Return the lines below exactly as they appear, please, starting with the first and ending with the one that contains "#[derive(Clone, Copy, Debug, PartialEq, Eq, Hash)]".

+++

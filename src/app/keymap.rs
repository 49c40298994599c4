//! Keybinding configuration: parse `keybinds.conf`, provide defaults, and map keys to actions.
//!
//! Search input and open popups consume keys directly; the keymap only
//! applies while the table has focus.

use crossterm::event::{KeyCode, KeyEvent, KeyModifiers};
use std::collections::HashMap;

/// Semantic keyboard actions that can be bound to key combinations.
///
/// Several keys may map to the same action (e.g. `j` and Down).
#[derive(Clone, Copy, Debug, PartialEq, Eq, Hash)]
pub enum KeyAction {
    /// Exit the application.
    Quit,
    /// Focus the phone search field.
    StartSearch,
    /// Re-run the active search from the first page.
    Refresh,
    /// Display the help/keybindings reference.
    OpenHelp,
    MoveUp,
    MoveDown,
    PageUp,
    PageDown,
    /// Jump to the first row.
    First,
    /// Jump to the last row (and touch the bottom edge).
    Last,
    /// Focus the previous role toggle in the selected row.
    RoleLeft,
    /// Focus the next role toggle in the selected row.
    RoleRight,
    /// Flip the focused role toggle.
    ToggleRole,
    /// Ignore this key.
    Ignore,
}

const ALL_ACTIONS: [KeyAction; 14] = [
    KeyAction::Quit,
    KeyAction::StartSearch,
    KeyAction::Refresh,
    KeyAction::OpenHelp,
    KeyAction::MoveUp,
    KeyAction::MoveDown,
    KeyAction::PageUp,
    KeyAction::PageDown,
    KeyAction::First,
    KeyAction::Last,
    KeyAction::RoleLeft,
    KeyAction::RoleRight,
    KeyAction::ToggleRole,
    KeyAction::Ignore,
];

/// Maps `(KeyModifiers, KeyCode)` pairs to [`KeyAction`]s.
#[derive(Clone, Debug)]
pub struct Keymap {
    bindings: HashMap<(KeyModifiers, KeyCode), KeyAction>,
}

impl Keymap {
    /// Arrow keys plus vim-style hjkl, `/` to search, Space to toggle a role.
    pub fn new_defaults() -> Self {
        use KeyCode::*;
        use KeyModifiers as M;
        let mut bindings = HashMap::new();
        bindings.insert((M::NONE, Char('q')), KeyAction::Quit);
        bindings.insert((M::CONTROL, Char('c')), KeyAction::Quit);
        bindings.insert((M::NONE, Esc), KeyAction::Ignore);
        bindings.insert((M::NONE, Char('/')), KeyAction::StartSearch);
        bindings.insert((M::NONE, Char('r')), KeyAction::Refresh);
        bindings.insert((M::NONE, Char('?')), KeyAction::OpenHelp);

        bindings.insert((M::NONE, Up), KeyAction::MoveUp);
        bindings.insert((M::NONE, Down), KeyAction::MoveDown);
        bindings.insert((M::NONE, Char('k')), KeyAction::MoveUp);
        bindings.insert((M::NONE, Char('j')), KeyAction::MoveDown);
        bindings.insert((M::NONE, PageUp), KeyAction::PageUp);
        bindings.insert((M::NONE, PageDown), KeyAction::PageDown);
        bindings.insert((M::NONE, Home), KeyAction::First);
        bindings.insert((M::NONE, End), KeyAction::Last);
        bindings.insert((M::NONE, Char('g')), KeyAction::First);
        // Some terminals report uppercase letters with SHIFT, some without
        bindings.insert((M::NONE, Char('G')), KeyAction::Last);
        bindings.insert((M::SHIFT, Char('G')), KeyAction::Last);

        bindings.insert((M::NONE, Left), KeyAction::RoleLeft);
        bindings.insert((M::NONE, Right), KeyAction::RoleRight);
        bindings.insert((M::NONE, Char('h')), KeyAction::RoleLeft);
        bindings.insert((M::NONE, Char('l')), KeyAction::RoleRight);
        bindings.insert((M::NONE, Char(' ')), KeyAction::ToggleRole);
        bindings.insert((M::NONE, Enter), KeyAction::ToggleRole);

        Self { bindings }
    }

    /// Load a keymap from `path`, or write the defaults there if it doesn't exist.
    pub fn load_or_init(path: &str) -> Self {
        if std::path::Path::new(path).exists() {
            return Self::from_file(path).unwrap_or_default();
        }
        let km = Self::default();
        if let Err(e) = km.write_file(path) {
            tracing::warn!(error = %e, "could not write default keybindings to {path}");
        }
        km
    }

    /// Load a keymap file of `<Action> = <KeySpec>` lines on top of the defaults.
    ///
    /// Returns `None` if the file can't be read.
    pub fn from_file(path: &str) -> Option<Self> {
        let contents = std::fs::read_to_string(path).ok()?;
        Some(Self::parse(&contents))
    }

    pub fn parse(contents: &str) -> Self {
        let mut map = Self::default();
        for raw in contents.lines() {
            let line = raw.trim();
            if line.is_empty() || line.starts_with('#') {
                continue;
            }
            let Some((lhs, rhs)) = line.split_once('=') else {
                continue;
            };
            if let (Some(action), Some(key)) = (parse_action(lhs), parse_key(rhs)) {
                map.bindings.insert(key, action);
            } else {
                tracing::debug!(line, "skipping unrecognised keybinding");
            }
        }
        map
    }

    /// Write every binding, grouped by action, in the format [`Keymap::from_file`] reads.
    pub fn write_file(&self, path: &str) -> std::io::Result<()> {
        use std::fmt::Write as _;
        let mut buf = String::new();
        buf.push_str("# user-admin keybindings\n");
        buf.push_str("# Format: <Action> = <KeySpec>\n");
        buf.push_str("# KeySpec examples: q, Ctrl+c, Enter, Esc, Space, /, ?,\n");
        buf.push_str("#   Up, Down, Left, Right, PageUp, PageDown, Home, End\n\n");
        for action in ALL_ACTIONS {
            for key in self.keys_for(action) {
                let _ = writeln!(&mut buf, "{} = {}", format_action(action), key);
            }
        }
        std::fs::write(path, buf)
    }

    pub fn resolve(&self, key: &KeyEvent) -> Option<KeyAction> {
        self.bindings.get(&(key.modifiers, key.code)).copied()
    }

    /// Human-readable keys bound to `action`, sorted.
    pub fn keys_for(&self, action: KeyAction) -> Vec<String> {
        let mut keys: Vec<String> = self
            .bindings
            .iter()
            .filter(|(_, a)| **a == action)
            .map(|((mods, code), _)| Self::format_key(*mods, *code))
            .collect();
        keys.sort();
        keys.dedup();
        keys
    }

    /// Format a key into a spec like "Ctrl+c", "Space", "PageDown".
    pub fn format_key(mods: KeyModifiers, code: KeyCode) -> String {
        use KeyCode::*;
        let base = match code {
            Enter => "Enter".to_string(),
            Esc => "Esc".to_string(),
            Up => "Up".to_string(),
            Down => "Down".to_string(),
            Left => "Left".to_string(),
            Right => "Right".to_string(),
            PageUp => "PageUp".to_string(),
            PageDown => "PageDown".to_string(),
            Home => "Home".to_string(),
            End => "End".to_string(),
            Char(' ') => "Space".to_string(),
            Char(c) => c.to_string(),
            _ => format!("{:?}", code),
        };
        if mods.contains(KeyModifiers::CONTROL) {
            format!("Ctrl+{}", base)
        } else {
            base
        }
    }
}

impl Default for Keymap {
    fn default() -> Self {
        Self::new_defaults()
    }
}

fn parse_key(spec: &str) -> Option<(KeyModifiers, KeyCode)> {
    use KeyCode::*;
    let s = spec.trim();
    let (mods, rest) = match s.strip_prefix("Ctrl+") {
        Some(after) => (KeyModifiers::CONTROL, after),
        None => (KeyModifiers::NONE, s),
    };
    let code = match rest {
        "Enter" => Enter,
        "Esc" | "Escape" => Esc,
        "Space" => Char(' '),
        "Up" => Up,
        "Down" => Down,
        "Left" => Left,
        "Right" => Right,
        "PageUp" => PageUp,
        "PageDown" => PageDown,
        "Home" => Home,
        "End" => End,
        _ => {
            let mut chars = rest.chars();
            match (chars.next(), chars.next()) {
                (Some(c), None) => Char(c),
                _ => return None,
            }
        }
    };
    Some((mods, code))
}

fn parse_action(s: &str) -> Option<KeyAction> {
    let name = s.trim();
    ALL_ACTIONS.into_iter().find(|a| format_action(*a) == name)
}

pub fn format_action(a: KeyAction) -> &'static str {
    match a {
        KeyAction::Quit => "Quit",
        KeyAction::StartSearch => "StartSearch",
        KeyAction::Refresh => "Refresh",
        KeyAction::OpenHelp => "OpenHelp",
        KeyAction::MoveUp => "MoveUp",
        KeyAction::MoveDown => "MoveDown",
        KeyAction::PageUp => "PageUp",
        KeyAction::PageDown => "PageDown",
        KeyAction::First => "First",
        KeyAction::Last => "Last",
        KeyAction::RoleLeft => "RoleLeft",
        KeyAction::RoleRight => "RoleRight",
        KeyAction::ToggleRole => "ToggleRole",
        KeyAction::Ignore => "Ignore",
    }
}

+++

(Response to this exercise):
filename src/app/keymap.rs
repository 49c40298994599c4
//! Keybinding configuration: parse `keybinds.conf`, provide defaults, and map keys to actions.
//!
//! Search input and open popups consume keys directly; the keymap only
//! applies while the table has focus.

use crossterm::event::{KeyCode, KeyEvent, KeyModifiers};
use std::collections::HashMap;

/// Semantic keyboard actions that can be bound to key combinations.
///
/// Several keys may map to the same action (e.g. `j` and Down).
#[derive(Clone, Copy, Debug, PartialEq, Eq, Hash)]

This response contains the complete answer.